HVE typically supports failure and locality topologies defined from the perspective of virtualization. However, you can use the new extensions to support other failure and locality changes, such as those relating to power supplies, arbitrary sets of physical servers, or collections of servers from the same hardware purchase cycle.
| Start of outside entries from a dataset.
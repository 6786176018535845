//! functional::errors — shared error types for the estimation stack.
//!
//! Purpose
//! -------
//! Provide the error enum and result alias used across the functional
//! coefficient estimation stack (data containers, grid construction, lagged
//! designs, point estimators, and the FAR / MXFAR model façades), together
//! with a conversion layer to Python exceptions for PyO3-based bindings.
//!
//! Key behaviors
//! -------------
//! - Define [`FarResult`] and [`FarError`] as the canonical result and error
//!   types for estimation-side validation and runtime failures.
//! - Separate *fatal* input-shape errors (mismatched dimensions, invalid
//!   orders, degenerate reference signals) from *contained* local-estimation
//!   failures (`InsufficientLocalSupport`, `SingularLocalSystem`) that the
//!   grid sweep downgrades to missing cells rather than propagating.
//! - Attach human-readable `Display` messages to each variant so diagnostics
//!   are meaningful without additional context.
//! - Implement `From<FarError> for PyErr` to surface Rust-side failures as
//!   `ValueError` instances to Python callers.
//!
//! Invariants & assumptions
//! ------------------------
//! - Estimation modules validate their inputs (lengths, finiteness, orders,
//!   bandwidth and grid-resolution ranges) and return [`FarResult<T>`]
//!   instead of panicking.
//! - `FarError` values are small, cheap to clone, and suitable for use in
//!   unit tests and higher-level orchestration code.
//!
//! Conventions
//! -----------
//! - This module covers estimation-side errors only; diagnostic subtrees
//!   (`spectral`, `evaluation`, `statistical_tests`) define their own error
//!   enums and wrap [`FarError`] where they re-enter the estimation stack.
//! - Error messages are phrased in terms of domain constraints (e.g.
//!   "bandwidth proportion must lie in (0, 1]") rather than low-level
//!   implementation details.
//!
//! Downstream usage
//! ----------------
//! - Grid construction, design building, and model estimation return
//!   [`FarResult<T>`] to propagate fatal failures cleanly to callers.
//! - The grid sweep in `functional::estimators` catches
//!   `InsufficientLocalSupport` / `SingularLocalSystem` per evaluation point
//!   and records the affected cell as missing instead of failing the fit.
//!
//! Testing notes
//! -------------
//! - Unit tests verify that each variant's `Display` message embeds its
//!   payload (offending value, index, or dimension) so failures can be
//!   traced back to the offending input.

#[cfg(feature = "python-bindings")]
use pyo3::{PyErr, exceptions::PyValueError};

pub type FarResult<T> = Result<T, FarError>;

/// FarError — error conditions for the functional estimation stack.
///
/// Purpose
/// -------
/// Represent all validation and computation failures that can occur while
/// building data containers, grids, and lagged designs, and while running
/// local-linear point estimation.
///
/// Variants
/// --------
/// Fatal input-shape errors (reported immediately, no partial result):
/// - `EmptySeries` — an observation matrix or reference signal has no rows.
/// - `NonFiniteObservation { row, col, value }` — an entry of `y` is NaN or
///   ±∞.
/// - `NonFiniteSignal { index, value }` — an entry of `u` is NaN or ±∞.
/// - `LengthMismatch { y_rows, u_len }` — `y` and `u` disagree on the number
///   of time points.
/// - `PanelShapeMismatch { expected_rows, y_rows, u_len }` — the stacked
///   panel does not match `Σ group_sizes × series_len`.
/// - `EmptyGroups` / `EmptyGroup { group }` — the group partition is empty
///   or contains a zero-size group.
/// - `InvalidOrder(p)` / `InvalidReferenceLag(d)` — autoregressive order or
///   reference lag of zero.
/// - `SeriesTooShort { t_len, trim }` — no rows survive trimming
///   `max(p, d)` observations.
/// - `InvalidBandwidth(bwp)` — bandwidth proportion outside `(0, 1]`.
/// - `InvalidGridResolution(numpoints)` — fewer than two cut points.
/// - `DegenerateSignalRange { lower, upper }` — the 5th and 95th empirical
///   percentiles of the reference signal coincide.
///
/// Contained local-estimation failures (downgraded to missing cells by the
/// grid sweep):
/// - `InsufficientLocalSupport { needed, available }` — too few observations
///   receive positive kernel weight at a grid point.
/// - `SingularLocalSystem` — the weighted Gram matrix has no Cholesky
///   factorization.
///
/// Notes
/// -----
/// - Implements [`std::error::Error`] and [`std::fmt::Display`] for
///   idiomatic `?`-based propagation.
/// - A `From<FarError> for PyErr` implementation maps all cases to
///   `ValueError` at the Python boundary.
#[derive(Debug, Clone, PartialEq)]
pub enum FarError {
    //------ Input validation errors (fatal) ------
    EmptySeries,
    NonFiniteObservation { row: usize, col: usize, value: f64 },
    NonFiniteSignal { index: usize, value: f64 },
    LengthMismatch { y_rows: usize, u_len: usize },
    PanelShapeMismatch { expected_rows: usize, y_rows: usize, u_len: usize },
    EmptyGroups,
    EmptyGroup { group: usize },
    InvalidOrder(usize),
    InvalidReferenceLag(usize),
    SeriesTooShort { t_len: usize, trim: usize },
    InvalidBandwidth(f64),
    InvalidGridResolution(usize),
    DegenerateSignalRange { lower: f64, upper: f64 },
    //------ Local estimation failures (contained) ------
    InsufficientLocalSupport { needed: usize, available: usize },
    SingularLocalSystem,
}

impl std::error::Error for FarError {}

impl std::fmt::Display for FarError {
    fn fmt(&self, f: &mut std::fmt::Formatter<'_>) -> std::fmt::Result {
        match self {
            FarError::EmptySeries => {
                write!(f, "Series is empty: need at least one observation row.")
            }
            FarError::NonFiniteObservation { row, col, value } => {
                write!(
                    f,
                    "Non-finite observation y[{row}, {col}] = {value}. All entries must be finite."
                )
            }
            FarError::NonFiniteSignal { index, value } => {
                write!(
                    f,
                    "Non-finite reference-signal value u[{index}] = {value}. All entries must be \
                     finite."
                )
            }
            FarError::LengthMismatch { y_rows, u_len } => {
                write!(
                    f,
                    "Observation matrix has {y_rows} rows but reference signal has {u_len} \
                     entries; the two must agree."
                )
            }
            FarError::PanelShapeMismatch { expected_rows, y_rows, u_len } => {
                write!(
                    f,
                    "Stacked panel expects {expected_rows} rows (Σ group sizes × series length) \
                     but got y with {y_rows} rows and u with {u_len} entries."
                )
            }
            FarError::EmptyGroups => {
                write!(f, "Group partition is empty: need at least one group.")
            }
            FarError::EmptyGroup { group } => {
                write!(f, "Group {group} has size zero; every group must contain a series.")
            }
            FarError::InvalidOrder(p) => {
                write!(f, "Invalid autoregressive order p = {p}. Must satisfy p ≥ 1.")
            }
            FarError::InvalidReferenceLag(d) => {
                write!(f, "Invalid reference lag d = {d}. Must satisfy d ≥ 1.")
            }
            FarError::SeriesTooShort { t_len, trim } => {
                write!(
                    f,
                    "Series of length {t_len} leaves no usable rows after trimming \
                     max(p, d) = {trim} observations."
                )
            }
            FarError::InvalidBandwidth(bwp) => {
                write!(f, "Invalid bandwidth proportion bwp = {bwp}. Must lie in (0, 1].")
            }
            FarError::InvalidGridResolution(numpoints) => {
                write!(
                    f,
                    "Invalid grid resolution numpoints = {numpoints}. Must satisfy numpoints ≥ 2."
                )
            }
            FarError::DegenerateSignalRange { lower, upper } => {
                write!(
                    f,
                    "Degenerate reference-signal range [{lower}, {upper}]: the 5th and 95th \
                     percentiles must differ."
                )
            }
            FarError::InsufficientLocalSupport { needed, available } => {
                write!(
                    f,
                    "Insufficient local support: {available} observations with positive kernel \
                     weight, but the local system needs at least {needed}."
                )
            }
            FarError::SingularLocalSystem => {
                write!(f, "Weighted local least-squares system is singular.")
            }
        }
    }
}

#[cfg(feature = "python-bindings")]
impl From<FarError> for PyErr {
    fn from(err: FarError) -> PyErr {
        PyValueError::new_err(format!("FarError: {err}"))
    }
}

#[cfg(test)]
mod tests {
    use super::*;

    // -------------------------------------------------------------------------
    // Scope
    // -----
    // These tests cover:
    // - `Display` formatting for FarError variants.
    // - Embedding of payload values (indices, dimensions, offending values)
    //   into error messages.
    //
    // They intentionally DO NOT cover:
    // - The `From<FarError> for PyErr` conversion, since exercising it
    //   requires linking against the Python C API and is better handled by
    //   Python-level tests.
    // -------------------------------------------------------------------------

    #[test]
    // Purpose
    // -------
    // Verify that shape-mismatch variants embed all three payload values in
    // their `Display` output.
    //
    // Given
    // -----
    // - A `PanelShapeMismatch` with expected_rows = 200, y_rows = 180,
    //   u_len = 200.
    //
    // Expect
    // ------
    // - The message contains "200" and "180".
    fn far_error_panel_shape_mismatch_includes_payload_in_display() {
        // Arrange
        let err = FarError::PanelShapeMismatch { expected_rows: 200, y_rows: 180, u_len: 200 };

        // Act
        let msg = err.to_string();

        // Assert
        assert!(msg.contains("200"), "message should include expected rows.\nGot: {msg}");
        assert!(msg.contains("180"), "message should include actual rows.\nGot: {msg}");
    }

    #[test]
    // Purpose
    // -------
    // Verify that `InvalidBandwidth` reports the offending proportion.
    //
    // Given
    // -----
    // - An `InvalidBandwidth` with bwp = 1.5.
    //
    // Expect
    // ------
    // - The message contains "1.5".
    fn far_error_invalid_bandwidth_includes_payload_in_display() {
        // Arrange
        let err = FarError::InvalidBandwidth(1.5);

        // Act
        let msg = err.to_string();

        // Assert
        assert!(msg.contains("1.5"), "message should include offending bwp.\nGot: {msg}");
    }

    #[test]
    // Purpose
    // -------
    // Verify that the contained local-estimation variants have non-empty
    // messages, since they surface in logs when cells go missing.
    //
    // Given
    // -----
    // - `InsufficientLocalSupport` and `SingularLocalSystem` values.
    //
    // Expect
    // ------
    // - Both `Display` messages are non-empty; the support variant embeds
    //   both counts.
    fn far_error_local_failures_have_informative_display_messages() {
        // Arrange
        let support = FarError::InsufficientLocalSupport { needed: 10, available: 3 };
        let singular = FarError::SingularLocalSystem;

        // Act
        let support_msg = support.to_string();
        let singular_msg = singular.to_string();

        // Assert
        assert!(support_msg.contains("10") && support_msg.contains('3'));
        assert!(!singular_msg.trim().is_empty());
    }
}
7.5.3 Virtualized Configuration Summary In this reference architecture the following configuration was used to create the Cloudera software stack running on the ESXi hypervisor. As a starting point and to maintain best locality for HDD, CPU and memory, 2 VMs per physical node is demonstrated in this reference architecture. Additional configurations such as 4VMs or more per node are possible to meet specific customer requirements.

Cluster Hardware Design

Figure 19. Cluster Design for Virtualized Cloudera on VMware ESXi

Component Configuration

System System x3650 M5

Processor 2 x Intel Xeon processor E5-2680 v4 2.4GHz 14-core

Memory - base 512 GB: 16 x 32GB 2400MHz RDIMM

Disk (OS) 2 x 2.5” SSD

Disk (data) 14 x 4TB NL SATA 3.5 inch, 4TB each (56 TB Total)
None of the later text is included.